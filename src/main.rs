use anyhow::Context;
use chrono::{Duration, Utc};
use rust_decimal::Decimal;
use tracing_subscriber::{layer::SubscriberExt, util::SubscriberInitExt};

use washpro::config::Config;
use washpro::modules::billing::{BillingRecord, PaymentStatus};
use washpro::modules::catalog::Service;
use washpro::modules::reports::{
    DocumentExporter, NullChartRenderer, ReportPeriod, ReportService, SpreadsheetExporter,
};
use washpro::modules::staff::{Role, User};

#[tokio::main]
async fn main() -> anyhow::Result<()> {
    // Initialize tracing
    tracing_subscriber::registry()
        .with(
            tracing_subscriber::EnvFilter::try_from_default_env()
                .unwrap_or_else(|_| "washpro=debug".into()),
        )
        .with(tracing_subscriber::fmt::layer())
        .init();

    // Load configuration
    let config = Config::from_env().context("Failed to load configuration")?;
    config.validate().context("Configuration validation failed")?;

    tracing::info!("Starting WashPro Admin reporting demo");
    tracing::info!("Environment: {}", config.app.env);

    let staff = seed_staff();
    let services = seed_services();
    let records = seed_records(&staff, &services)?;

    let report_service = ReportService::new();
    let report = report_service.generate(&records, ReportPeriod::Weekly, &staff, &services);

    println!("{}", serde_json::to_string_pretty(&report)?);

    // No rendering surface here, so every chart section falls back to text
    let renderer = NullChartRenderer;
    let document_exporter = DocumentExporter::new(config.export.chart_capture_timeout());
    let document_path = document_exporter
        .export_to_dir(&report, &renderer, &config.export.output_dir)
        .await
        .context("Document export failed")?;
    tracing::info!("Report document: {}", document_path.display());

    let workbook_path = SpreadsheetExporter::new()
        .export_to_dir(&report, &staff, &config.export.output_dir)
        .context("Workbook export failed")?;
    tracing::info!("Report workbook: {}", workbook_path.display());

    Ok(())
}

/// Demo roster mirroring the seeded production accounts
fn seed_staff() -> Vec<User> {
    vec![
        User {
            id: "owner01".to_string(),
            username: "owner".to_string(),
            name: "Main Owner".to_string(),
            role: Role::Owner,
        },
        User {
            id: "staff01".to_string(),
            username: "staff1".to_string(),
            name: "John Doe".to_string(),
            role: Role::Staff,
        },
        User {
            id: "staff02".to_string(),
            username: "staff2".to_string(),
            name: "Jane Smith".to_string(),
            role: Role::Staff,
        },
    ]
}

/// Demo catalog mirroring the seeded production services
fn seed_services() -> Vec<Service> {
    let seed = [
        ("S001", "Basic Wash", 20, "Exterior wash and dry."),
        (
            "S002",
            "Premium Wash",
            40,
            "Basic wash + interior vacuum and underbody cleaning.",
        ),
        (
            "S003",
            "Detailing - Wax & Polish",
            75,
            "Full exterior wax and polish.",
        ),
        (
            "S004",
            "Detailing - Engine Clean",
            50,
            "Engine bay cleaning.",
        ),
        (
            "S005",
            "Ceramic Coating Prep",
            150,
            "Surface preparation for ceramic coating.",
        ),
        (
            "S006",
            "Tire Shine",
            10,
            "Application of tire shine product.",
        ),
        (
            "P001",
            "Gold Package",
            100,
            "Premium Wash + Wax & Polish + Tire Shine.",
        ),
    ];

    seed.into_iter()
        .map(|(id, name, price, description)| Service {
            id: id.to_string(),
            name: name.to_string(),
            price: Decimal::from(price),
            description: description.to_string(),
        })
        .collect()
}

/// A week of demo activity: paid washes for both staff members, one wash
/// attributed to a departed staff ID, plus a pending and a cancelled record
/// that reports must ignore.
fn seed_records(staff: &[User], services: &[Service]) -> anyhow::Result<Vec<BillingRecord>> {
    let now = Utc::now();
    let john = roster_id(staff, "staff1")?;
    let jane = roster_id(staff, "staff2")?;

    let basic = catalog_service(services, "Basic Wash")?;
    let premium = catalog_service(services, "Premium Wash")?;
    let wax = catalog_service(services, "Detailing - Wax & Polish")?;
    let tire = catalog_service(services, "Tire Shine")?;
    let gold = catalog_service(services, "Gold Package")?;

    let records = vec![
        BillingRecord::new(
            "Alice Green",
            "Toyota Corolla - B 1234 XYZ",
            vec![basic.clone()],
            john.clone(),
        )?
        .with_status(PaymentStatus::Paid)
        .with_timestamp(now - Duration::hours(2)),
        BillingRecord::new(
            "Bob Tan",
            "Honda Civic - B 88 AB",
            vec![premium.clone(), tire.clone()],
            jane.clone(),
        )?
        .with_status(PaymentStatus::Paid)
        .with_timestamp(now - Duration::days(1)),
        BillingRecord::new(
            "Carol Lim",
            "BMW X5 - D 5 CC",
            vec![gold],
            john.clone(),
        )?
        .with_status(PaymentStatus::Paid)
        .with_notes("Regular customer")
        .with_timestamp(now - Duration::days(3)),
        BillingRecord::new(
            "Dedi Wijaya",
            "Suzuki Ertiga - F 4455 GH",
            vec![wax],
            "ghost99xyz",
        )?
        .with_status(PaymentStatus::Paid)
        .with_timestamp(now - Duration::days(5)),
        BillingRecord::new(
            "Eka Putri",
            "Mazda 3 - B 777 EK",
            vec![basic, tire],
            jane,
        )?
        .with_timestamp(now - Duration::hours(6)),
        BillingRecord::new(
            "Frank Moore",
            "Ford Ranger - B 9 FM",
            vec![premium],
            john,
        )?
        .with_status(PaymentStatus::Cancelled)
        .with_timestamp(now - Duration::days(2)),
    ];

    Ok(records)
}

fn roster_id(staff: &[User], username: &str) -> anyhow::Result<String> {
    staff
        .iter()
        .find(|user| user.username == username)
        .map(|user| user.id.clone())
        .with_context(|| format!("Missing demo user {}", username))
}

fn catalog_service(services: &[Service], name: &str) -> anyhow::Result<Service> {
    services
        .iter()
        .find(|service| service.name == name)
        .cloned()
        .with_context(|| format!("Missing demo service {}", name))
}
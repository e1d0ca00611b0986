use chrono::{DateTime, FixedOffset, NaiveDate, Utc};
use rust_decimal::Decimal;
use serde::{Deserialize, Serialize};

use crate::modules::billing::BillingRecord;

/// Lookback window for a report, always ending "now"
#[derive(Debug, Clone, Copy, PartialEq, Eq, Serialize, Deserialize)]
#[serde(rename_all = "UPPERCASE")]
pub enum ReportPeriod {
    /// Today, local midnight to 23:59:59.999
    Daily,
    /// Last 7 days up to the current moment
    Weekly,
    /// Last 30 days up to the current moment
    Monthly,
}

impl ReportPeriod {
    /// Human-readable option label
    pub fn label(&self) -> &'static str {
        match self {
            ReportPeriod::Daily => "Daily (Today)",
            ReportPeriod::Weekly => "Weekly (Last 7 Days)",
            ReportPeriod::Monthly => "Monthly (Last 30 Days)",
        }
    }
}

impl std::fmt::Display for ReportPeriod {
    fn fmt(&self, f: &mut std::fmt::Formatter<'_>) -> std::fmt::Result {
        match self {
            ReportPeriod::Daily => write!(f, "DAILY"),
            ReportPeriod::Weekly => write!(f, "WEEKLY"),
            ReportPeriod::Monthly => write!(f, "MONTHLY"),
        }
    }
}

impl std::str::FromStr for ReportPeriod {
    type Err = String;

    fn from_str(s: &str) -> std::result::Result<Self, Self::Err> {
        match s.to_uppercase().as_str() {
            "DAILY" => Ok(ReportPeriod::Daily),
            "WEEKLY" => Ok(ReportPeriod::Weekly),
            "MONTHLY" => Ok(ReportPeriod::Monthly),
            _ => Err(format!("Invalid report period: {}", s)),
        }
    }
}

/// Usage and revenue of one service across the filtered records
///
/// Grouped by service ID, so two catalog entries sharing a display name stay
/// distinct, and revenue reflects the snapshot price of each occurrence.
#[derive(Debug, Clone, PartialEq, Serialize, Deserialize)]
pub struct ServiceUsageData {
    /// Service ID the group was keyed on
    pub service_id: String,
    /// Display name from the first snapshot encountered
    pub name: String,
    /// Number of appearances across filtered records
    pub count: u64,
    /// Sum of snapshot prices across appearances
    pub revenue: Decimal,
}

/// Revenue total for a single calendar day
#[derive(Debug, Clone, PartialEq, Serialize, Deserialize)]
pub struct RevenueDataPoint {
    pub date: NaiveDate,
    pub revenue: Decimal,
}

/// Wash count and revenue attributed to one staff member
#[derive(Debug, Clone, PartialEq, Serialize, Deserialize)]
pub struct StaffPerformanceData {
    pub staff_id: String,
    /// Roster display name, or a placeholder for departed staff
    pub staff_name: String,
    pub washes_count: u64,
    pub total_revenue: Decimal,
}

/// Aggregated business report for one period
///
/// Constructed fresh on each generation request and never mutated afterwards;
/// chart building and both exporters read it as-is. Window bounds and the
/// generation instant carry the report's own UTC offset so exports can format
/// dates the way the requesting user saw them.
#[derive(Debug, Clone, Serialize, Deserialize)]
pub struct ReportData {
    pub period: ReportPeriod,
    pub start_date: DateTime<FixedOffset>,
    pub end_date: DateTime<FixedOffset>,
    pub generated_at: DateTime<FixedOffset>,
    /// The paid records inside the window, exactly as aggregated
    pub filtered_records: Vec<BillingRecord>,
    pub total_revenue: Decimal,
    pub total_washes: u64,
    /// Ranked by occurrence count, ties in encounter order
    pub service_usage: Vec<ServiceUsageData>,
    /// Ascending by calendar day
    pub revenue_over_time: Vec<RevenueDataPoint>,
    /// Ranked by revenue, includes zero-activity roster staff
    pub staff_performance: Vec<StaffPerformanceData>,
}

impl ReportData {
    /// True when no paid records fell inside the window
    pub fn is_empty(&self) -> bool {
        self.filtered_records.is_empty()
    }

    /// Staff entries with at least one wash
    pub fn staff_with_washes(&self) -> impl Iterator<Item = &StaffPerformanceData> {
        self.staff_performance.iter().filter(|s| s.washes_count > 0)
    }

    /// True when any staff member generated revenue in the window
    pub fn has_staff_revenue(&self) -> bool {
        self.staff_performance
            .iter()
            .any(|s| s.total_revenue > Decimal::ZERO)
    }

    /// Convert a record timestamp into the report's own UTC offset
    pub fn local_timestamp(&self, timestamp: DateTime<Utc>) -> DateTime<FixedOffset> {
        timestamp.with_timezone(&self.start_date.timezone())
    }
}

:::::

> _What is required_: In the material above, find the line with "pub fn has_staff_revenue(&self)"; then copy it and every line after it, exactly, through the end.

> _Exercise result_:
    pub fn has_staff_revenue(&self) -> bool {
        self.staff_performance
            .iter()
            .any(|s| s.total_revenue > Decimal::ZERO)
    }

    /// Convert a record timestamp into the report's own UTC offset
    pub fn local_timestamp(&self, timestamp: DateTime<Utc>) -> DateTime<FixedOffset> {
        timestamp.with_timezone(&self.start_date.timezone())
    }
}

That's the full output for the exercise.